INSTRUCTIONS FOR THE TASK » Show each line of the records below where the word "RawRow" occurs.

(Saved entries)

※

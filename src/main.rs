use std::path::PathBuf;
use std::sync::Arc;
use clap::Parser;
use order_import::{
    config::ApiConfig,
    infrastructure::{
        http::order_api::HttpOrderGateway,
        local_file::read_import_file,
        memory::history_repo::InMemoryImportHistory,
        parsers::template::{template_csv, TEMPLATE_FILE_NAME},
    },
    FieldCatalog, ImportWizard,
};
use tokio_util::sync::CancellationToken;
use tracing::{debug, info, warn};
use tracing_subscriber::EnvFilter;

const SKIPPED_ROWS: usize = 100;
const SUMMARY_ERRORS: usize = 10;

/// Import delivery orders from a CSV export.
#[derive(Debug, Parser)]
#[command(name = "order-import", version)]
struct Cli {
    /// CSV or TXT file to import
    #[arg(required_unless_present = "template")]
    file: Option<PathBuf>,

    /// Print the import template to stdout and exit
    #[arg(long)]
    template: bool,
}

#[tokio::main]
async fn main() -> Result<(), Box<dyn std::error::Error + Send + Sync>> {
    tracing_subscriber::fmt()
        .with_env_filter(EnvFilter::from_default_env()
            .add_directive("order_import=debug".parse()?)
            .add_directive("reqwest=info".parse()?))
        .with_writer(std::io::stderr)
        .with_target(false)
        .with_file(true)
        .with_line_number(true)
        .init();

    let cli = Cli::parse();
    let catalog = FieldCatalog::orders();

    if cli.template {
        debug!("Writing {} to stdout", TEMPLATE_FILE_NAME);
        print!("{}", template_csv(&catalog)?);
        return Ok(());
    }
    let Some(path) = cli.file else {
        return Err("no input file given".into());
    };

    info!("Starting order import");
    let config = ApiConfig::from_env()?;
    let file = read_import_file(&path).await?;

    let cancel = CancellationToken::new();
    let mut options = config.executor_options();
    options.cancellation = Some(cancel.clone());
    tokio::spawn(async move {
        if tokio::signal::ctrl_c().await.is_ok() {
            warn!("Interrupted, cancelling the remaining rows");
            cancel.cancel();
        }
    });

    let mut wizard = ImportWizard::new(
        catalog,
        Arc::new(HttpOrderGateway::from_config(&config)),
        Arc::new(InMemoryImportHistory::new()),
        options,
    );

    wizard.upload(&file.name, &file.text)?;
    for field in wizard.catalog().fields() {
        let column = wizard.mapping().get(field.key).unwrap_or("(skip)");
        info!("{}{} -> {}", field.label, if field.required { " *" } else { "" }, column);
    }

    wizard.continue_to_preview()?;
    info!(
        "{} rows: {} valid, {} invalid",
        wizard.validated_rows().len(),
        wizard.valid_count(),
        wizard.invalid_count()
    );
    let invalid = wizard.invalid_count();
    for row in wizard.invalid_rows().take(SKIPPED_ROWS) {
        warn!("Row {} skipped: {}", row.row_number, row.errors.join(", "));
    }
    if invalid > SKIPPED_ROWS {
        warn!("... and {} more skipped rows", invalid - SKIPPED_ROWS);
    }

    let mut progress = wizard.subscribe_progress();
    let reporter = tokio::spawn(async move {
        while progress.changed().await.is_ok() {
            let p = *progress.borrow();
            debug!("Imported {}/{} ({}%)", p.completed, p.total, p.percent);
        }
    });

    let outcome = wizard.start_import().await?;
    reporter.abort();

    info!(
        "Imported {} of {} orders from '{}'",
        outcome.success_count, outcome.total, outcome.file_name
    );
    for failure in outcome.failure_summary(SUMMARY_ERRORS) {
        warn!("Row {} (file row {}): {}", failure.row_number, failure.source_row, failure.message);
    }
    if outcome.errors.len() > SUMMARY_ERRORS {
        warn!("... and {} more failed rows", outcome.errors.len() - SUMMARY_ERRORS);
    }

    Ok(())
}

※

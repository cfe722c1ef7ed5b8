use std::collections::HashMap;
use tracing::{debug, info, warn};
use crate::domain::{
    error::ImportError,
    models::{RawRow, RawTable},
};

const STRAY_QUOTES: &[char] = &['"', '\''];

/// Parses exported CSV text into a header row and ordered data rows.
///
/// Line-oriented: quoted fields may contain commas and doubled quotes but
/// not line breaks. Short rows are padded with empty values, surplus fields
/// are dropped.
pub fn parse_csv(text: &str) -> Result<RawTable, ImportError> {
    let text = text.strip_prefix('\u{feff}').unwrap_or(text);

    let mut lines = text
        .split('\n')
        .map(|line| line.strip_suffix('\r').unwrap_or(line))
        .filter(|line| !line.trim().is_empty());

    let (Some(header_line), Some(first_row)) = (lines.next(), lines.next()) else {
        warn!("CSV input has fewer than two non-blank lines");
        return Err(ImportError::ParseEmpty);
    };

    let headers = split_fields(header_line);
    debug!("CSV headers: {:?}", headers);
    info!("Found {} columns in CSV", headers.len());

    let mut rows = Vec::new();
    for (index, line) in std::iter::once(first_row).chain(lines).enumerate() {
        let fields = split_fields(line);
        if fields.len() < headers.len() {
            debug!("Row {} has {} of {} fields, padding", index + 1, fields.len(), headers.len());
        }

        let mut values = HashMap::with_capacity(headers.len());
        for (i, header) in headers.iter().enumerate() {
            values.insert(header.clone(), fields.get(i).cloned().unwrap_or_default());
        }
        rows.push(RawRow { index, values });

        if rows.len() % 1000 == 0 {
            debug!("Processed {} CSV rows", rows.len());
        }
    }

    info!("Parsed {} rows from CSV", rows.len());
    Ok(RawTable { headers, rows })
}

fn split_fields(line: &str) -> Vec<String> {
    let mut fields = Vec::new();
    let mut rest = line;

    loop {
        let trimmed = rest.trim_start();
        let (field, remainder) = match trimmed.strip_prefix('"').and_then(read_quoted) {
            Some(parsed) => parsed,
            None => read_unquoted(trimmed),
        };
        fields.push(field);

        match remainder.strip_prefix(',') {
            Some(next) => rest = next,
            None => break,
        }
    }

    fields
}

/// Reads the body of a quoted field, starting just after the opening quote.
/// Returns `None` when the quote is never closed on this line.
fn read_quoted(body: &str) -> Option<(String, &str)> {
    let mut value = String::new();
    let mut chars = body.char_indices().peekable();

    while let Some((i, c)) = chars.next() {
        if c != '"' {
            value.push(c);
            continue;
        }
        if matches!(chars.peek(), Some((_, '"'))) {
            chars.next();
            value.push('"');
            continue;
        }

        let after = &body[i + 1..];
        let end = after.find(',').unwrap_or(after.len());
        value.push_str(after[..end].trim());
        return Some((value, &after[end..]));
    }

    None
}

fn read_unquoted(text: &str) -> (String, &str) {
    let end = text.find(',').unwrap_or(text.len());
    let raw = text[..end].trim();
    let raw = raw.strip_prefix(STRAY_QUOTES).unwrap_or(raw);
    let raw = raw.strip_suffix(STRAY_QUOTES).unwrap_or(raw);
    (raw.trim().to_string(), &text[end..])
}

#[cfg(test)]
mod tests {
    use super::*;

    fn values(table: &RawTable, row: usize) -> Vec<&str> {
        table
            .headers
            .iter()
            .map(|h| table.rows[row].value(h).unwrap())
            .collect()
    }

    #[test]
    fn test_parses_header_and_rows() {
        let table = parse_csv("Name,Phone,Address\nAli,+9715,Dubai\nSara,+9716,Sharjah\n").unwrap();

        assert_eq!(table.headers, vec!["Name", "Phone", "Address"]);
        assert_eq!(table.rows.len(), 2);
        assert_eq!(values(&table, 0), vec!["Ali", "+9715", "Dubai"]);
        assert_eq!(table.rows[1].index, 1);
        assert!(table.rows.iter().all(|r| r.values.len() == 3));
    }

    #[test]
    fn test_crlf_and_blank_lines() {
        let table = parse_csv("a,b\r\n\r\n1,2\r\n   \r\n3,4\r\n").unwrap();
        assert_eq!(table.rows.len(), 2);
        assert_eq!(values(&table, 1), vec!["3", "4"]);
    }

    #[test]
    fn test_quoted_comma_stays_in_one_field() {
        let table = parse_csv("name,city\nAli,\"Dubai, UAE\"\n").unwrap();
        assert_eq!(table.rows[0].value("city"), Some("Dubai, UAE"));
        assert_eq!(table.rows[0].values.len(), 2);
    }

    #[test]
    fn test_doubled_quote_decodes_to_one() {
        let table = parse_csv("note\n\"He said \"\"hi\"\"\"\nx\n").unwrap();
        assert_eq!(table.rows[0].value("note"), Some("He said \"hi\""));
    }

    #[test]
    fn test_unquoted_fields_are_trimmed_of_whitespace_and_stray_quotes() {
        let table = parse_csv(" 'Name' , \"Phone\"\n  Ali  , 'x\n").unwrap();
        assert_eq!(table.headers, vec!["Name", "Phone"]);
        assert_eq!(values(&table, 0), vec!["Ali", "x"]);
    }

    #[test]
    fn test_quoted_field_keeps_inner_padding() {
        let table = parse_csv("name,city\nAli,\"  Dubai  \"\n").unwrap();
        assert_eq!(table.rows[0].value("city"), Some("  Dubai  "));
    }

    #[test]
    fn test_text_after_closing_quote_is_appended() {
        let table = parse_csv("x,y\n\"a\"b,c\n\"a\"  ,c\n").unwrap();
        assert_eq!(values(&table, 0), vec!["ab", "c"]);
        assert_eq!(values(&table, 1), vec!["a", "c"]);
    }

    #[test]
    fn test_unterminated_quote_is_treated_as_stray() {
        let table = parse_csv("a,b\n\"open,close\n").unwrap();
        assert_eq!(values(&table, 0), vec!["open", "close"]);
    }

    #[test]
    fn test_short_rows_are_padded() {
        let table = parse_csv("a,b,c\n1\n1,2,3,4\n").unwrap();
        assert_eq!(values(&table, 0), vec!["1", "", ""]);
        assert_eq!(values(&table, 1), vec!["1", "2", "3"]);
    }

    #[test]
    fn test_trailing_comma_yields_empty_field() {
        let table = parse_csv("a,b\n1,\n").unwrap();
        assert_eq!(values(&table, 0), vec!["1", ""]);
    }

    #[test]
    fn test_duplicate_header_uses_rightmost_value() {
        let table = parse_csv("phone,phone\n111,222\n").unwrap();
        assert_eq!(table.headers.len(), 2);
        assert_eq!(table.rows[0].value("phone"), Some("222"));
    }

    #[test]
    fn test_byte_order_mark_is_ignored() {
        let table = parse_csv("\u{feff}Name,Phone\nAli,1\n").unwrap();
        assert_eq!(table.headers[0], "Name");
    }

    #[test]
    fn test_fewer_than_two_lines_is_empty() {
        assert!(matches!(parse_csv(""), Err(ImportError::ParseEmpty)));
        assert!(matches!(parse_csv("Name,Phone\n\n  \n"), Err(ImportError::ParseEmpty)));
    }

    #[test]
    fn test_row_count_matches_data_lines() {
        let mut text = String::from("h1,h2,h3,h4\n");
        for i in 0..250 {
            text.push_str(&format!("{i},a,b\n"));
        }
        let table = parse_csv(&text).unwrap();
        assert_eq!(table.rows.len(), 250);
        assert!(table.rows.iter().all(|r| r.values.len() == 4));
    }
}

※

RESPONSE TO THIS TASK »
    models::{RawRow, RawTable},
        rows.push(RawRow { index, values });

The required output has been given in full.